(TASK MATERIAL Opens)

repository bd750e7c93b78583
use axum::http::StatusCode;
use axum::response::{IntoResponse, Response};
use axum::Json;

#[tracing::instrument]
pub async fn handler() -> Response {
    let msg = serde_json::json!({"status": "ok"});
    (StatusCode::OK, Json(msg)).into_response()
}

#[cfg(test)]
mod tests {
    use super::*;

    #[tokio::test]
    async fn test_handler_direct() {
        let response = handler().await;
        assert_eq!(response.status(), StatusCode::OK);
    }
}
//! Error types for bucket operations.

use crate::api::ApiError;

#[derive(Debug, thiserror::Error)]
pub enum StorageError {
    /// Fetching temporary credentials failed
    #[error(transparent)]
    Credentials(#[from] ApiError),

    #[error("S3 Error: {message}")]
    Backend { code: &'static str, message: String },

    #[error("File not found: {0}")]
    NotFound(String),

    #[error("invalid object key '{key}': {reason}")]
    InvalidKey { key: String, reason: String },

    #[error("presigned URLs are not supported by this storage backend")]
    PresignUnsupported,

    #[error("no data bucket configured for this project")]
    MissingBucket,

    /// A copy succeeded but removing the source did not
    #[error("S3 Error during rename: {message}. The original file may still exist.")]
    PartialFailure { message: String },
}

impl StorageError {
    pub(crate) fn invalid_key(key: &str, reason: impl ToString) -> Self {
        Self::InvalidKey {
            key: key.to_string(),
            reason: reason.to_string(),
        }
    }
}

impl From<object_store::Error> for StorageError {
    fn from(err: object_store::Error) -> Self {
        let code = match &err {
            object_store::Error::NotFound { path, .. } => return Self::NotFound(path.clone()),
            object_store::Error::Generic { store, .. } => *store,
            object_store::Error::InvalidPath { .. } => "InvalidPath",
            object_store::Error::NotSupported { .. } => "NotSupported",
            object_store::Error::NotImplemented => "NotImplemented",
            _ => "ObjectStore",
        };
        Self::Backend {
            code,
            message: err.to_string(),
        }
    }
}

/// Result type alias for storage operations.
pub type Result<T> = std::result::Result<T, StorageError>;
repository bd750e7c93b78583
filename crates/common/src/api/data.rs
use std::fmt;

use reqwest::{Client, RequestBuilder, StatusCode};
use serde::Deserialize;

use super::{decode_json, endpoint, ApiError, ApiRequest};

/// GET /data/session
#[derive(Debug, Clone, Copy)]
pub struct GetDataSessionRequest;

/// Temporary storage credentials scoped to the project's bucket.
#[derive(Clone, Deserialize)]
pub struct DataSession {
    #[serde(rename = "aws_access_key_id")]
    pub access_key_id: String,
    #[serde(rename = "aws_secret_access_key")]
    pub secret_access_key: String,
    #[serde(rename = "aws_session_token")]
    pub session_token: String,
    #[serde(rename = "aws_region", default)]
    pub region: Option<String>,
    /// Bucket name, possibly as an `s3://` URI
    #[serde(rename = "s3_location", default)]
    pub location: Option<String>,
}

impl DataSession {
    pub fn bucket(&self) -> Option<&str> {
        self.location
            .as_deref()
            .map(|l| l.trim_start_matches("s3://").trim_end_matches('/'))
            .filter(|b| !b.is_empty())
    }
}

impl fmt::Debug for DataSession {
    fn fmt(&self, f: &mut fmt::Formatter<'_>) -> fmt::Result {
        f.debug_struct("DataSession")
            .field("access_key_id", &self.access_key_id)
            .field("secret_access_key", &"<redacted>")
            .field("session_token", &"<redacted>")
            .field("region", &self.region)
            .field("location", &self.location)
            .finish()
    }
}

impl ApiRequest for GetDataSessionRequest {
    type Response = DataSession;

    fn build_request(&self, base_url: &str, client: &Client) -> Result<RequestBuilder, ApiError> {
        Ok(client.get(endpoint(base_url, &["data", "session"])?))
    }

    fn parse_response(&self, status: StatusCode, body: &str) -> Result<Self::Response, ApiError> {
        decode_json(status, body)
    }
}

(TASK MATERIAL Closes)
(TASK MATERIAL Opens)

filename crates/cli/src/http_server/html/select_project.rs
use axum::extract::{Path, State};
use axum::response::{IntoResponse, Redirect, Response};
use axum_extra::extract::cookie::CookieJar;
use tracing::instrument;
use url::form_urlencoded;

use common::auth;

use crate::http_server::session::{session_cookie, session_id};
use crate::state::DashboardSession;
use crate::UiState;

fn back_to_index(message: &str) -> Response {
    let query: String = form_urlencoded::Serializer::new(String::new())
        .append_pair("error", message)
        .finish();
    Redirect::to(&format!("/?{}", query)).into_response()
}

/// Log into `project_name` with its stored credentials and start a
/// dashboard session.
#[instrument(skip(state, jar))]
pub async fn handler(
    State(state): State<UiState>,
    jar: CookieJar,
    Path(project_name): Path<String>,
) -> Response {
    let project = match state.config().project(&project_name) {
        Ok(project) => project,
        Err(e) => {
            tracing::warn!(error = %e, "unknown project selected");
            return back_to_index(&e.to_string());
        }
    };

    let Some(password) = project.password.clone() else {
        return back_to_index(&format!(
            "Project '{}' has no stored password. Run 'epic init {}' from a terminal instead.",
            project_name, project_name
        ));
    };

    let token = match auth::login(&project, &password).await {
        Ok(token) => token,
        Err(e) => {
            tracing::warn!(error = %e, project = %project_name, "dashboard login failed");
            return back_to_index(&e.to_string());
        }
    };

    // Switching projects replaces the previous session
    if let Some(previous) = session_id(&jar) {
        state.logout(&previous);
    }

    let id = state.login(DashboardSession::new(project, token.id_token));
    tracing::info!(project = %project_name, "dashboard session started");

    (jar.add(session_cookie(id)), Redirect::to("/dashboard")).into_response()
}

(TASK MATERIAL Closes)

• TASK PROMPT: Lines containing the word "stored" must be found in the data above and copied.

• WRITTEN RESPONSE:
/// Log into `project_name` with its stored credentials and start a
            "Project '{}' has no stored password. Run 'epic init {}' from a terminal instead.",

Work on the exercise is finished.